I moved to New York City, my dream, with an okay job, and lived close to friends again. But I didn’t get happier. I still struggled sleeping, I cried a lot. I continued to work out, I made new friends, I had moments of great joy and happiness. But I was still depressed. Finally, after a year in New York, and a year hating my job, I called my doctor’s office for advice on anxiety. She referred me to a specialist, and at 24 my mental health life began to change for the better.
I won’t take you through the whole play-by-play, but I saw my therapist, a Licensed Mental Health Counselor specializing in anxiety and cognitive behavior therapy, for 18 months. Then I moved to California for grad school, and we said our goodbyes. I still miss talking to him every week, and I’m feeling like I’m in a good place. But talking to him once a week was a little slice of self-care pie, because I could get things off my chest and have help better understanding and thinking through the things that were weighing me down.
Now, I’m 28, and living in Los Angeles. I’m happy, for the most part. I love LA, I love living on my own in my apartment, I love that I am finally chasing my dream to be a writer and am actively pursuing jobs and working on my career. But, as I mentioned in the first paragraph of this piece, I’ve hit a low. I am scared that I’ll never become financially stable, that I’ll be scraping by and scrambling for jobs forever. Rejection still hits me hard, and I’ve realized that every “no” I get from someone brings up EVERY no I’ve ever had, and I go through all the rejection all at once. This time, though, I see it. I am seeing the pain points in the moments I feel them.

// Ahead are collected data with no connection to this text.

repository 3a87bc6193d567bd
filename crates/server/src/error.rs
//! Unified error handling for the server.

use axum::{
    Json,
    http::StatusCode,
    response::{IntoResponse, Response},
};
use serde_json::json;
use thiserror::Error;

use crate::db::RepositoryError;
use crate::shopify::ShopifyError;

/// Application-level error type.
#[derive(Debug, Error)]
pub enum AppError {
    /// Database operation failed.
    #[error("Database error: {0}")]
    Database(#[from] RepositoryError),

    /// Shopify API operation failed.
    #[error("Shopify error: {0}")]
    Shopify(#[from] ShopifyError),

    /// The order lookup returned nothing. Carries the user-displayable
    /// message - never conflated with a zero-result calculation.
    #[error("{0}")]
    OrderNotFound(String),

    /// Bad request from client.
    #[error("Bad request: {0}")]
    BadRequest(String),

    /// Internal server error.
    #[error("Internal error: {0}")]
    Internal(String),
}

impl IntoResponse for AppError {
    fn into_response(self) -> Response {
        // Log server errors with Sentry
        if matches!(
            self,
            Self::Database(_) | Self::Internal(_) | Self::Shopify(_)
        ) {
            let event_id = sentry::capture_error(&self);
            tracing::error!(
                error = %self,
                sentry_event_id = %event_id,
                "Request error"
            );
        }

        let status = match &self {
            Self::Database(_) | Self::Internal(_) => StatusCode::INTERNAL_SERVER_ERROR,
            Self::Shopify(_) => StatusCode::BAD_GATEWAY,
            Self::OrderNotFound(_) => StatusCode::NOT_FOUND,
            Self::BadRequest(_) => StatusCode::BAD_REQUEST,
        };

        // Don't expose internal error details to clients
        let message = match &self {
            Self::Database(_) => {
                "There was an error saving the return to the database.".to_string()
            }
            Self::Internal(_) => "Internal server error".to_string(),
            Self::Shopify(_) => "External service error".to_string(),
            _ => self.to_string(),
        };

        (status, Json(json!({ "error": message }))).into_response()
    }
}
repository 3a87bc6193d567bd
//! CLI subcommand implementations.

pub mod migrate;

I’ve learned to be gentle with myself, though it is a constant process of care. I’ve learned to ask for help, to acknowledge that I’m in pain, that I’m struggling, that I need help. I’m working with my insurance company to find the right therapist for me so I can afford to talk to someone with my fixed income and budget.

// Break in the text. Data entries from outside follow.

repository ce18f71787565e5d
use crate::{
    admin::{self, Admin},
    grpc::{self, metrics::ObserveMetrics, PeerResolver},
    handlers::Handlers,
    storage::{self, ConnectionConfig, SharedStorage, Storage, StorageMetrics},
};
use anyhow::Result;
use clap::Parser;
use futures::prelude::*;
use prometheus_client::registry::Registry;
use std::net::SocketAddr;
use tokio::time::Duration;
use tonic::transport::Server;
use tracing::{info, info_span, Instrument};
use tracing_subscriber::{prelude::*, EnvFilter};

// The number of pending rule changes buffered per kind.
const EVENT_QUEUE_SIZE: usize = 128;

#[derive(Debug, Parser)]
#[clap(
    name = "rule-controller",
    about = "Distributes traffic rules to data plane clients"
)]
pub struct Args {
    #[clap(
        long,
        default_value = "rule_controller=info,warn",
        env = "RULE_CONTROLLER_LOG"
    )]
    log_level: String,

    #[clap(long, default_value = "plain")]
    log_format: LogFormat,

    #[clap(long, default_value = "0.0.0.0:30060")]
    grpc_addr: SocketAddr,

    #[clap(long, default_value = "0.0.0.0:9990")]
    admin_addr: SocketAddr,

    /// Bounds each push to a client.
    #[clap(long, default_value = "5000")]
    send_timeout_ms: u64,

    /// The number of consecutive failed pushes after which a client is
    /// disconnected. Zero never disconnects.
    #[clap(long, default_value = "3")]
    max_send_failures: u32,

    /// The number of pushes buffered on each response stream.
    #[clap(long, default_value = "16")]
    response_buffer: usize,

    /// Trusts the endpoint asserted by clients in `x-rule-endpoint` request
    /// metadata.
    #[clap(long)]
    trust_endpoint_header: bool,
}

#[derive(Copy, Clone, Debug, PartialEq, Eq, clap::ValueEnum)]
enum LogFormat {
    Plain,
    Json,
}

impl Args {
    #[inline]
    pub async fn parse_and_run() -> Result<()> {
        Self::parse().run().await
    }

    pub async fn run(self) -> Result<()> {
        let Self {
            log_level,
            log_format,
            grpc_addr,
            admin_addr,
            send_timeout_ms,
            max_send_failures,
            response_buffer,
            trust_endpoint_header,
        } = self;

        init_tracing(&log_level, log_format)?;

        let mut prom = <Registry>::default();
        let storage_metrics = StorageMetrics::register(prom.sub_registry_with_prefix("storage"));
        let storage = Storage::shared(
            ConnectionConfig {
                send_timeout: Duration::from_millis(send_timeout_ms),
                max_send_failures,
            },
            storage_metrics,
        );
        storage::register_collector(prom.sub_registry_with_prefix("storage"), storage.clone());
        let observe_metrics = ObserveMetrics::register(prom.sub_registry_with_prefix("observe"));

        // Each kind has exactly one writer; the admin API feeds it changes.
        let handlers = Handlers::spawn(&storage, EVENT_QUEUE_SIZE);

        let (drain_tx, drain_rx) = drain::channel();

        let admin = Admin::new(storage.clone(), handlers, prom);
        tokio::spawn(
            admin::serve(admin_addr, admin.clone(), drain_rx.clone())
                .map_err(|error| tracing::error!(%error, "Admin server failed"))
                .instrument(info_span!("admin")),
        );

        let grpc = tokio::spawn(
            grpc(
                grpc_addr,
                storage,
                PeerResolver::new(trust_endpoint_header),
                observe_metrics,
                response_buffer,
                drain_rx,
            )
            .instrument(info_span!("grpc")),
        );
        admin.set_ready();

        tokio::select! {
            res = grpc => {
                res??;
                anyhow::bail!("gRPC server exited unexpectedly");
            }
            res = shutdown_signal() => res?,
        }

        info!("Shutting down");
        drain_tx.drain().await;
        Ok(())
    }
}

fn init_tracing(log_level: &str, log_format: LogFormat) -> Result<()> {
    let filter = EnvFilter::try_new(log_level)?;
    let registry = tracing_subscriber::registry().with(filter);
    match log_format {
        LogFormat::Plain => registry.with(tracing_subscriber::fmt::layer()).try_init()?,
        LogFormat::Json => registry
            .with(tracing_subscriber::fmt::layer().json())
            .try_init()?,
    }
    Ok(())
}

async fn shutdown_signal() -> Result<()> {
    let mut term = tokio::signal::unix::signal(tokio::signal::unix::SignalKind::terminate())?;
    tokio::select! {
        res = tokio::signal::ctrl_c() => res?,
        _ = term.recv() => {}
    }
    Ok(())
}

async fn grpc(
    addr: SocketAddr,
    storage: SharedStorage,
    resolver: PeerResolver,
    metrics: ObserveMetrics,
    response_buffer: usize,
    drain: drain::Watch,
) -> Result<()> {
    let svc =
        grpc::RuleServer::new(storage, resolver, metrics, response_buffer, drain.clone()).svc();

    let (close_tx, close_rx) = tokio::sync::oneshot::channel();
    tokio::pin! {
        let srv = Server::builder().add_service(svc).serve_with_shutdown(addr, close_rx.map(|_| {}));
    }

    info!(%addr, "rule gRPC server listening");
    tokio::select! {
        res = (&mut srv) => res?,
        handle = drain.signaled() => {
            let _ = close_tx.send(());
            handle.release_after(srv).await?
        }
    }
    Ok(())
}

I’m talking to my friends openly about my feelings, and I’m acknowledging the hard parts while still taking time to celebrate the good moments, no matter how small. I’m learning that having one bad day or four bad days can still be involved or mixed in with really good days. I’m learning to unstick myself (because some days I just can’t seem to leave my apartment, and that’s ok) and keep moving. I’m learning to really love myself, all my parts, and ask other people to love them, too. I’m learning, I’m moving, I’m growing. Twenty-eight is SO much better than twenty-two.